▸ EXERCISE
Scan the entries for the word "PopKeyboardEnhancementFlags" and return every line that has it.

▸ AVAILABLE DATA
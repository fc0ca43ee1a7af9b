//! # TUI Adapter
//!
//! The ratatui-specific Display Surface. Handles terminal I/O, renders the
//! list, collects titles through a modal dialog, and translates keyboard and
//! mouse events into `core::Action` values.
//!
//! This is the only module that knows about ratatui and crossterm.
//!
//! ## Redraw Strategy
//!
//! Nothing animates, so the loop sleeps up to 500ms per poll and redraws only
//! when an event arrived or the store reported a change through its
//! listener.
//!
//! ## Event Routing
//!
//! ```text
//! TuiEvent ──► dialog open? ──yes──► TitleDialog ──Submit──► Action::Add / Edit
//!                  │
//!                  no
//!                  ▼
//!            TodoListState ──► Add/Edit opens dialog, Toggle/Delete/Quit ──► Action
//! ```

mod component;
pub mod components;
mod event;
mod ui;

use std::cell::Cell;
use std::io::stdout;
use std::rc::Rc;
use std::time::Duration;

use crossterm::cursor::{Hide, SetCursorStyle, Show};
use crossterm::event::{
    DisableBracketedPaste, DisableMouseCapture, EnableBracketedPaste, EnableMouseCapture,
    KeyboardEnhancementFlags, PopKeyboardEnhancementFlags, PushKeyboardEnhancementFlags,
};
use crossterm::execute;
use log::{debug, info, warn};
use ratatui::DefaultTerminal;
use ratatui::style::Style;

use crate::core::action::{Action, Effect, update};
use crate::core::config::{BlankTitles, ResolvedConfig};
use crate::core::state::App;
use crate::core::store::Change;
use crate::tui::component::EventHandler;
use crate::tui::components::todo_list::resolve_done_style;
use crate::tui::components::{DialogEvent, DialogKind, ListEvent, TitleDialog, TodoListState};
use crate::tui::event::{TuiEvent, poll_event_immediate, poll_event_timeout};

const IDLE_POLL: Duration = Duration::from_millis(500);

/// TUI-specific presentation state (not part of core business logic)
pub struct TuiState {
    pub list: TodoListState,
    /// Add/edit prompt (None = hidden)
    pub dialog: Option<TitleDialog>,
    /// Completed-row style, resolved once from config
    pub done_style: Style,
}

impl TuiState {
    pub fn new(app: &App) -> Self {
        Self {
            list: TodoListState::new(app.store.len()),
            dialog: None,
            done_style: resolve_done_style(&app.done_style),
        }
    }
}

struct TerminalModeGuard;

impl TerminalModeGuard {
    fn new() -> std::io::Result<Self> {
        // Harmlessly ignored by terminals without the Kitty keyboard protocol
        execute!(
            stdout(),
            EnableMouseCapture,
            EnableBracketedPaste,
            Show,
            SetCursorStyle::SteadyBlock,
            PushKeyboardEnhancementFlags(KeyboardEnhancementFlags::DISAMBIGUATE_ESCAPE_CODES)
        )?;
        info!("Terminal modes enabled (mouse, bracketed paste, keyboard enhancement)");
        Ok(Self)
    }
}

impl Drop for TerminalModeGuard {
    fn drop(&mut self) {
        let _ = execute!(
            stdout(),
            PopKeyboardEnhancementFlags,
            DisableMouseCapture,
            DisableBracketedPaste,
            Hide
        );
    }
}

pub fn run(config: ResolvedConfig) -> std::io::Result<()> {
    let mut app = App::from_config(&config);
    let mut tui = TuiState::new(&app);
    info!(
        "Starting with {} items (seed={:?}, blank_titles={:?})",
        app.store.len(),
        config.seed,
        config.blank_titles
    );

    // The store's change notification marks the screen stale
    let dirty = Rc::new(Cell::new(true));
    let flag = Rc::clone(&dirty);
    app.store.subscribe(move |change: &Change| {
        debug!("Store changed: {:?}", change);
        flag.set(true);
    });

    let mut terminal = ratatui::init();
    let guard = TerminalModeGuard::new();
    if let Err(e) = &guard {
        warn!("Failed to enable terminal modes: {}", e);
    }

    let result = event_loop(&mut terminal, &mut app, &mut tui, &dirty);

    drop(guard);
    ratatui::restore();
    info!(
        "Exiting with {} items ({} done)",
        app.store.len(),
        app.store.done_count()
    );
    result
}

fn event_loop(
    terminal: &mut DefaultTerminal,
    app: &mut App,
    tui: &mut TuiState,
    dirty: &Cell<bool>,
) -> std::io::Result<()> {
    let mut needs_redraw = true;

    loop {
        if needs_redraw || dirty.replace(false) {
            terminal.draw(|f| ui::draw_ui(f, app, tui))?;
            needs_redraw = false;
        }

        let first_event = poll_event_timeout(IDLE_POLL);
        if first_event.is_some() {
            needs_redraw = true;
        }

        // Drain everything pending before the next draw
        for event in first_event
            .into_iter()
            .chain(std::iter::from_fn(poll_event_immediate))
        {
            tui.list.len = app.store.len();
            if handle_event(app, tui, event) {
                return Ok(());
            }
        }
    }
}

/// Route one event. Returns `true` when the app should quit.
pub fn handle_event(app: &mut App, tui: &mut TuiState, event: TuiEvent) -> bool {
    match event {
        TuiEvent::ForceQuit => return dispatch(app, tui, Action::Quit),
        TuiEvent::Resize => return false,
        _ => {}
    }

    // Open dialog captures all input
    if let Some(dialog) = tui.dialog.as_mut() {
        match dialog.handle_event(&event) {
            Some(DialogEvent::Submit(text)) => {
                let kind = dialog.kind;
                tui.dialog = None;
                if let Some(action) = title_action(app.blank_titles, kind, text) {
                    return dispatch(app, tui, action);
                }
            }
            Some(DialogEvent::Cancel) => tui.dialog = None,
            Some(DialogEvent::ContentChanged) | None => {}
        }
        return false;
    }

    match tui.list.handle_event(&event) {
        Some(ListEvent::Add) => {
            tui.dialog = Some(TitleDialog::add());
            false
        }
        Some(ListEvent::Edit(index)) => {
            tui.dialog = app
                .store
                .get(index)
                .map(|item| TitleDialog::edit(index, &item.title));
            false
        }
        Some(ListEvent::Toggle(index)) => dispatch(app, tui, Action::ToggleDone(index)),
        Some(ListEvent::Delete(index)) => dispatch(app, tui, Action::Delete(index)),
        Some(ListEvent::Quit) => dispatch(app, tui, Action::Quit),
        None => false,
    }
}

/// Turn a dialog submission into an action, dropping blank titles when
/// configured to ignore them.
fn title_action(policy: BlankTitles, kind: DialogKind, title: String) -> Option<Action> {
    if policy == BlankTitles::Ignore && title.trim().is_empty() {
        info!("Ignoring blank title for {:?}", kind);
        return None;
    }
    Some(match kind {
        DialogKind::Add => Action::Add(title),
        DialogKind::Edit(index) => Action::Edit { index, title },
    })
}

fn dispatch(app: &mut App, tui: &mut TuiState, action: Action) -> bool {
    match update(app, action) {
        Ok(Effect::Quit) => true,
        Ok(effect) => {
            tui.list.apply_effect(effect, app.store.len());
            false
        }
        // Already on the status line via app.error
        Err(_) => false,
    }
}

--

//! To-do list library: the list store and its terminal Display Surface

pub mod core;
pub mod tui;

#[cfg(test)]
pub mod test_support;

==

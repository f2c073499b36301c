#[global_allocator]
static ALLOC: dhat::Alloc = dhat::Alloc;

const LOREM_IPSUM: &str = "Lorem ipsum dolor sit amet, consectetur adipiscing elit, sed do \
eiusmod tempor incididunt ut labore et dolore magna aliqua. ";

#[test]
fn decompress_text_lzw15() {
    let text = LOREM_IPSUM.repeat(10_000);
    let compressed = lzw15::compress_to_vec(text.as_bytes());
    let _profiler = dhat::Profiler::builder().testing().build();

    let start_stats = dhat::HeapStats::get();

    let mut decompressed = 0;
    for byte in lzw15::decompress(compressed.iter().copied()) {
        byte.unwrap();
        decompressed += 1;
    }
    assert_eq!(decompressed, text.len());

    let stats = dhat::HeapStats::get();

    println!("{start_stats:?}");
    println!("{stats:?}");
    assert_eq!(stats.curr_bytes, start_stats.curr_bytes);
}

▸ ANSWER AREA
    KeyboardEnhancementFlags, PopKeyboardEnhancementFlags, PushKeyboardEnhancementFlags,
            PopKeyboardEnhancementFlags,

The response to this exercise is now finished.